__What the task asks__.
How many lines in the records below contain the word "path"? Answer with the number alone.

__Source material__.
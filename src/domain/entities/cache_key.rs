//! Deterministic cache key composition.
//!
//! A cache key is the source path followed by the ordered transformation
//! keys, joined with `;`. Identical request shape yields an identical key;
//! reordering transformations yields a different key.

/// Separator between the path and each transformation key.
pub(crate) const KEY_SEPARATOR: char = ';';

/// Composes a cache key from a path and ordered transformation keys.
///
/// Returns `None` when the path is empty, signalling "nothing to key".
#[must_use]
pub fn compose_key(path: &str, transformation_keys: &[String]) -> Option<String> {
    if path.is_empty() {
        return None;
    }
    if transformation_keys.is_empty() {
        return Some(path.to_string());
    }
    let mut key = String::with_capacity(
        path.len() + transformation_keys.iter().map(|k| k.len() + 1).sum::<usize>(),
    );
    key.push_str(path);
    for tkey in transformation_keys {
        key.push(KEY_SEPARATOR);
        key.push_str(tkey);
    }
    Some(key)
}

/// Returns the base key: the path portion without any transformation suffix.
///
/// Used to invalidate all transformed variants of one source at once.
#[must_use]
pub fn base_key(key: &str) -> &str {
    key.split(KEY_SEPARATOR).next().unwrap_or(key)
}

/// Returns true if `key` identifies `base` itself or a transformed variant
/// of it.
#[must_use]
pub fn is_variant_of(key: &str, base: &str) -> bool {
    key == base || (key.len() > base.len() && key.as_bytes()[base.len()] == KEY_SEPARATOR as u8 && key.starts_with(base))
}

__Solution for this task__.
10